■ **Aim of the exercise**
Could you print all of the data below again, exactly?

·····

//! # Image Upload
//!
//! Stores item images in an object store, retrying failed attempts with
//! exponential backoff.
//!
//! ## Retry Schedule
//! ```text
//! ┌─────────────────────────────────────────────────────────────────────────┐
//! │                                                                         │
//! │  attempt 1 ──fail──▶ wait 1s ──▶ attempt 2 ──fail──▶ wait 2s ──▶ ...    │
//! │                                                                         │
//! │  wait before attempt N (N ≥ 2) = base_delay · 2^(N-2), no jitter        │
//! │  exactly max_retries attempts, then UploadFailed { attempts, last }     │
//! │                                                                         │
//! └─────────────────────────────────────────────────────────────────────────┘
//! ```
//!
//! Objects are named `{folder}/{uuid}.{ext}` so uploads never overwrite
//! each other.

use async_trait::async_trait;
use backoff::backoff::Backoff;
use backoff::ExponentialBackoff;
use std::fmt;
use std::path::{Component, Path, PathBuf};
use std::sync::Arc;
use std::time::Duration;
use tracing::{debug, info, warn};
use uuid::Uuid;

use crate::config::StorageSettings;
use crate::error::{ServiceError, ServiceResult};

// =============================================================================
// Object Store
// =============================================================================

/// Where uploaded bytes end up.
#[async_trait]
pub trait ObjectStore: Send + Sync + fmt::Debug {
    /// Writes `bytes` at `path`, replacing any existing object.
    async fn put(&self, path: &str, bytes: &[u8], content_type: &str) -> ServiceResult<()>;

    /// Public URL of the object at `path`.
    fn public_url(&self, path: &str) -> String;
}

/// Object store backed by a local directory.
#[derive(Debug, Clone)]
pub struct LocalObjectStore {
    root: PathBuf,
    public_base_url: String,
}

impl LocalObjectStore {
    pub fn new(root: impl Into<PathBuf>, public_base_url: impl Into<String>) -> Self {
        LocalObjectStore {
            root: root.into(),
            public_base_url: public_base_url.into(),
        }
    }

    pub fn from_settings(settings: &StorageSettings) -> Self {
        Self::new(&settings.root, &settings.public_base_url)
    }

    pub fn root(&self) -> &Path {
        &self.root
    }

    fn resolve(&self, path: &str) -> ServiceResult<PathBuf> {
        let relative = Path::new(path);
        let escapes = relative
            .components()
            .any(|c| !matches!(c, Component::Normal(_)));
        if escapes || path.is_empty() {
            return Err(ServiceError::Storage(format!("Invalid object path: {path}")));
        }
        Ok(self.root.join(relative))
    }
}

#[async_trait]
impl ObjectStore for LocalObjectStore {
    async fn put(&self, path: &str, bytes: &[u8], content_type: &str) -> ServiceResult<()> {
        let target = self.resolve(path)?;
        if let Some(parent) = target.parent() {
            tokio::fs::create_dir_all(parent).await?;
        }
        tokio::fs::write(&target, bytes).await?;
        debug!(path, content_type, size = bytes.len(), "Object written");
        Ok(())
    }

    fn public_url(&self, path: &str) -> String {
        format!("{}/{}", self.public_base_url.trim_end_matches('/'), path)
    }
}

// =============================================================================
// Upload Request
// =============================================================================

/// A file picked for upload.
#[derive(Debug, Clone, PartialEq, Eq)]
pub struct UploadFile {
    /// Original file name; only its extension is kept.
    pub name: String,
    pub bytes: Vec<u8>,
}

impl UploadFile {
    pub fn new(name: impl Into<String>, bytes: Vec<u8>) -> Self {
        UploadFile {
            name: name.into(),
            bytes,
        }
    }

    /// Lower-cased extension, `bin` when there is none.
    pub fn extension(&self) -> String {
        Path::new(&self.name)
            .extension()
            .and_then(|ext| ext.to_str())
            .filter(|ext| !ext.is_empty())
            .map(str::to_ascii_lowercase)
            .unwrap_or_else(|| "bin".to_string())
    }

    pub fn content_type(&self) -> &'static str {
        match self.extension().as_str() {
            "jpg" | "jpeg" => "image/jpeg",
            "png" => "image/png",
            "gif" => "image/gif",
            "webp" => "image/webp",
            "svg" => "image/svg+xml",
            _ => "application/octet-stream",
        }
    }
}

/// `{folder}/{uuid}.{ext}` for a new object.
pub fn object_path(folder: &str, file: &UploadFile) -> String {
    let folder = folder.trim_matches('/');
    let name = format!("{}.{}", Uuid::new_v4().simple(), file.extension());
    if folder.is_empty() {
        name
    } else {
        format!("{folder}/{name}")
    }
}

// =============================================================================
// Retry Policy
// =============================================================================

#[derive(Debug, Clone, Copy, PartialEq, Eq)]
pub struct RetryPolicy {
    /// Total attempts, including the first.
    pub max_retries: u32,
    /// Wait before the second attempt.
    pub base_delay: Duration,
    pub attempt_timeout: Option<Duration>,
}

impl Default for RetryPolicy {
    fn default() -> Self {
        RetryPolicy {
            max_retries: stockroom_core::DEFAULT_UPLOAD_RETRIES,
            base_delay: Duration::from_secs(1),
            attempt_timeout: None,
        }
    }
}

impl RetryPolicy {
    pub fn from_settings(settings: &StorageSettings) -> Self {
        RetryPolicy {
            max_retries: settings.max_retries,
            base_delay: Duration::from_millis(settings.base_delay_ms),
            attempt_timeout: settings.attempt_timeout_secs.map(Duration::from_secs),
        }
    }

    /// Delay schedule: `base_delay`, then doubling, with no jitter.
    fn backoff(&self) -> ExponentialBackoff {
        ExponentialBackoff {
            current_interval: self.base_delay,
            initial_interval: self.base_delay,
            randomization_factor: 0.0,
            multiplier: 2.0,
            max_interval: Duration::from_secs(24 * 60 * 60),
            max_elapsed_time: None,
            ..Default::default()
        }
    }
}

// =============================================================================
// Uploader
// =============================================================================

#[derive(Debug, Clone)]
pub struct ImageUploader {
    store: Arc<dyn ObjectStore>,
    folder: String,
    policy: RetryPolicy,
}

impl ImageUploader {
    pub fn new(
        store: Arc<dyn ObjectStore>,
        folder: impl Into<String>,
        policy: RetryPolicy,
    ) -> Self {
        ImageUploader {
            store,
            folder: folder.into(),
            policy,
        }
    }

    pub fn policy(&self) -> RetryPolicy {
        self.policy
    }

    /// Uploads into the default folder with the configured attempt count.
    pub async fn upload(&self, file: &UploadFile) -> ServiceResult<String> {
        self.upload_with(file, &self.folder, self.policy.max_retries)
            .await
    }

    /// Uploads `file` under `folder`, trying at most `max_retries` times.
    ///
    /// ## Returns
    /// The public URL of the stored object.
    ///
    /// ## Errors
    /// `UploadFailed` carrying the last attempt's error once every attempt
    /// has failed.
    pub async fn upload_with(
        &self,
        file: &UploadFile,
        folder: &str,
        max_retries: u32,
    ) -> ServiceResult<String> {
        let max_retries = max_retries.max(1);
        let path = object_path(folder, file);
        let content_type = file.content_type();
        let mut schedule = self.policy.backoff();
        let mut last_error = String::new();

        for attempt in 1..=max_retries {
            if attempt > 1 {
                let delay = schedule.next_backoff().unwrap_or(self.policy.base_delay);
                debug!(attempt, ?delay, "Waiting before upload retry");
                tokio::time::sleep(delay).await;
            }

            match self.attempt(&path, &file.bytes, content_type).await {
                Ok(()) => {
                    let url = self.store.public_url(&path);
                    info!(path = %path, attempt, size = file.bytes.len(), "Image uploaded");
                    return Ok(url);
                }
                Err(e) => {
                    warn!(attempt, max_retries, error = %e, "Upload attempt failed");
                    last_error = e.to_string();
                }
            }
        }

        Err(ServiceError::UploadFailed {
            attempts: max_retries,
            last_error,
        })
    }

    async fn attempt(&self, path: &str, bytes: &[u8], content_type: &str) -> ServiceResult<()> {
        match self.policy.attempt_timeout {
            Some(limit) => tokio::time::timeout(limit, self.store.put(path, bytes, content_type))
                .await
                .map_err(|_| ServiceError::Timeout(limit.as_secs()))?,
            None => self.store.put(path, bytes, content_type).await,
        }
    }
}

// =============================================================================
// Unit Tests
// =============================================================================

·····

■ **Exercise answer**
//! # Image Upload
//!
//! Stores item images in an object store, retrying failed attempts with
//! exponential backoff.
//!
//! ## Retry Schedule
//! ```text
//! ┌─────────────────────────────────────────────────────────────────────────┐
//! │                                                                         │
//! │  attempt 1 ──fail──▶ wait 1s ──▶ attempt 2 ──fail──▶ wait 2s ──▶ ...    │
//! │                                                                         │
//! │  wait before attempt N (N ≥ 2) = base_delay · 2^(N-2), no jitter        │
//! │  exactly max_retries attempts, then UploadFailed { attempts, last }     │
//! │                                                                         │
//! └─────────────────────────────────────────────────────────────────────────┘
//! ```
//!
//! Objects are named `{folder}/{uuid}.{ext}` so uploads never overwrite
//! each other.

use async_trait::async_trait;
use backoff::backoff::Backoff;
use backoff::ExponentialBackoff;
use std::fmt;
use std::path::{Component, Path, PathBuf};
use std::sync::Arc;
use std::time::Duration;
use tracing::{debug, info, warn};
use uuid::Uuid;

use crate::config::StorageSettings;
use crate::error::{ServiceError, ServiceResult};

// =============================================================================
// Object Store
// =============================================================================

/// Where uploaded bytes end up.
#[async_trait]
pub trait ObjectStore: Send + Sync + fmt::Debug {
    /// Writes `bytes` at `path`, replacing any existing object.
    async fn put(&self, path: &str, bytes: &[u8], content_type: &str) -> ServiceResult<()>;

    /// Public URL of the object at `path`.
    fn public_url(&self, path: &str) -> String;
}

/// Object store backed by a local directory.
#[derive(Debug, Clone)]
pub struct LocalObjectStore {
    root: PathBuf,
    public_base_url: String,
}

impl LocalObjectStore {
    pub fn new(root: impl Into<PathBuf>, public_base_url: impl Into<String>) -> Self {
        LocalObjectStore {
            root: root.into(),
            public_base_url: public_base_url.into(),
        }
    }

    pub fn from_settings(settings: &StorageSettings) -> Self {
        Self::new(&settings.root, &settings.public_base_url)
    }

    pub fn root(&self) -> &Path {
        &self.root
    }

    fn resolve(&self, path: &str) -> ServiceResult<PathBuf> {
        let relative = Path::new(path);
        let escapes = relative
            .components()
            .any(|c| !matches!(c, Component::Normal(_)));
        if escapes || path.is_empty() {
            return Err(ServiceError::Storage(format!("Invalid object path: {path}")));
        }
        Ok(self.root.join(relative))
    }
}

#[async_trait]
impl ObjectStore for LocalObjectStore {
    async fn put(&self, path: &str, bytes: &[u8], content_type: &str) -> ServiceResult<()> {
        let target = self.resolve(path)?;
        if let Some(parent) = target.parent() {
            tokio::fs::create_dir_all(parent).await?;
        }
        tokio::fs::write(&target, bytes).await?;
        debug!(path, content_type, size = bytes.len(), "Object written");
        Ok(())
    }

    fn public_url(&self, path: &str) -> String {
        format!("{}/{}", self.public_base_url.trim_end_matches('/'), path)
    }
}

// =============================================================================
// Upload Request
// =============================================================================

/// A file picked for upload.
#[derive(Debug, Clone, PartialEq, Eq)]
pub struct UploadFile {
    /// Original file name; only its extension is kept.
    pub name: String,
    pub bytes: Vec<u8>,
}

impl UploadFile {
    pub fn new(name: impl Into<String>, bytes: Vec<u8>) -> Self {
        UploadFile {
            name: name.into(),
            bytes,
        }
    }

    /// Lower-cased extension, `bin` when there is none.
    pub fn extension(&self) -> String {
        Path::new(&self.name)
            .extension()
            .and_then(|ext| ext.to_str())
            .filter(|ext| !ext.is_empty())
            .map(str::to_ascii_lowercase)
            .unwrap_or_else(|| "bin".to_string())
    }

    pub fn content_type(&self) -> &'static str {
        match self.extension().as_str() {
            "jpg" | "jpeg" => "image/jpeg",
            "png" => "image/png",
            "gif" => "image/gif",
            "webp" => "image/webp",
            "svg" => "image/svg+xml",
            _ => "application/octet-stream",
        }
    }
}

/// `{folder}/{uuid}.{ext}` for a new object.
pub fn object_path(folder: &str, file: &UploadFile) -> String {
    let folder = folder.trim_matches('/');
    let name = format!("{}.{}", Uuid::new_v4().simple(), file.extension());
    if folder.is_empty() {
        name
    } else {
        format!("{folder}/{name}")
    }
}

// =============================================================================
// Retry Policy
// =============================================================================

#[derive(Debug, Clone, Copy, PartialEq, Eq)]
pub struct RetryPolicy {
    /// Total attempts, including the first.
    pub max_retries: u32,
    /// Wait before the second attempt.
    pub base_delay: Duration,
    pub attempt_timeout: Option<Duration>,
}

impl Default for RetryPolicy {
    fn default() -> Self {
        RetryPolicy {
            max_retries: stockroom_core::DEFAULT_UPLOAD_RETRIES,
            base_delay: Duration::from_secs(1),
            attempt_timeout: None,
        }
    }
}

impl RetryPolicy {
    pub fn from_settings(settings: &StorageSettings) -> Self {
        RetryPolicy {
            max_retries: settings.max_retries,
            base_delay: Duration::from_millis(settings.base_delay_ms),
            attempt_timeout: settings.attempt_timeout_secs.map(Duration::from_secs),
        }
    }

    /// Delay schedule: `base_delay`, then doubling, with no jitter.
    fn backoff(&self) -> ExponentialBackoff {
        ExponentialBackoff {
            current_interval: self.base_delay,
            initial_interval: self.base_delay,
            randomization_factor: 0.0,
            multiplier: 2.0,
            max_interval: Duration::from_secs(24 * 60 * 60),
            max_elapsed_time: None,
            ..Default::default()
        }
    }
}

// =============================================================================
// Uploader
// =============================================================================

#[derive(Debug, Clone)]
pub struct ImageUploader {
    store: Arc<dyn ObjectStore>,
    folder: String,
    policy: RetryPolicy,
}

impl ImageUploader {
    pub fn new(
        store: Arc<dyn ObjectStore>,
        folder: impl Into<String>,
        policy: RetryPolicy,
    ) -> Self {
        ImageUploader {
            store,
            folder: folder.into(),
            policy,
        }
    }

    pub fn policy(&self) -> RetryPolicy {
        self.policy
    }

    /// Uploads into the default folder with the configured attempt count.
    pub async fn upload(&self, file: &UploadFile) -> ServiceResult<String> {
        self.upload_with(file, &self.folder, self.policy.max_retries)
            .await
    }

    /// Uploads `file` under `folder`, trying at most `max_retries` times.
    ///
    /// ## Returns
    /// The public URL of the stored object.
    ///
    /// ## Errors
    /// `UploadFailed` carrying the last attempt's error once every attempt
    /// has failed.
    pub async fn upload_with(
        &self,
        file: &UploadFile,
        folder: &str,
        max_retries: u32,
    ) -> ServiceResult<String> {
        let max_retries = max_retries.max(1);
        let path = object_path(folder, file);
        let content_type = file.content_type();
        let mut schedule = self.policy.backoff();
        let mut last_error = String::new();

        for attempt in 1..=max_retries {
            if attempt > 1 {
                let delay = schedule.next_backoff().unwrap_or(self.policy.base_delay);
                debug!(attempt, ?delay, "Waiting before upload retry");
                tokio::time::sleep(delay).await;
            }

            match self.attempt(&path, &file.bytes, content_type).await {
                Ok(()) => {
                    let url = self.store.public_url(&path);
                    info!(path = %path, attempt, size = file.bytes.len(), "Image uploaded");
                    return Ok(url);
                }
                Err(e) => {
                    warn!(attempt, max_retries, error = %e, "Upload attempt failed");
                    last_error = e.to_string();
                }
            }
        }

        Err(ServiceError::UploadFailed {
            attempts: max_retries,
            last_error,
        })
    }

    async fn attempt(&self, path: &str, bytes: &[u8], content_type: &str) -> ServiceResult<()> {
        match self.policy.attempt_timeout {
            Some(limit) => tokio::time::timeout(limit, self.store.put(path, bytes, content_type))
                .await
                .map_err(|_| ServiceError::Timeout(limit.as_secs()))?,
            None => self.store.put(path, bytes, content_type).await,
        }
    }
}

// =============================================================================
// Unit Tests
// =============================================================================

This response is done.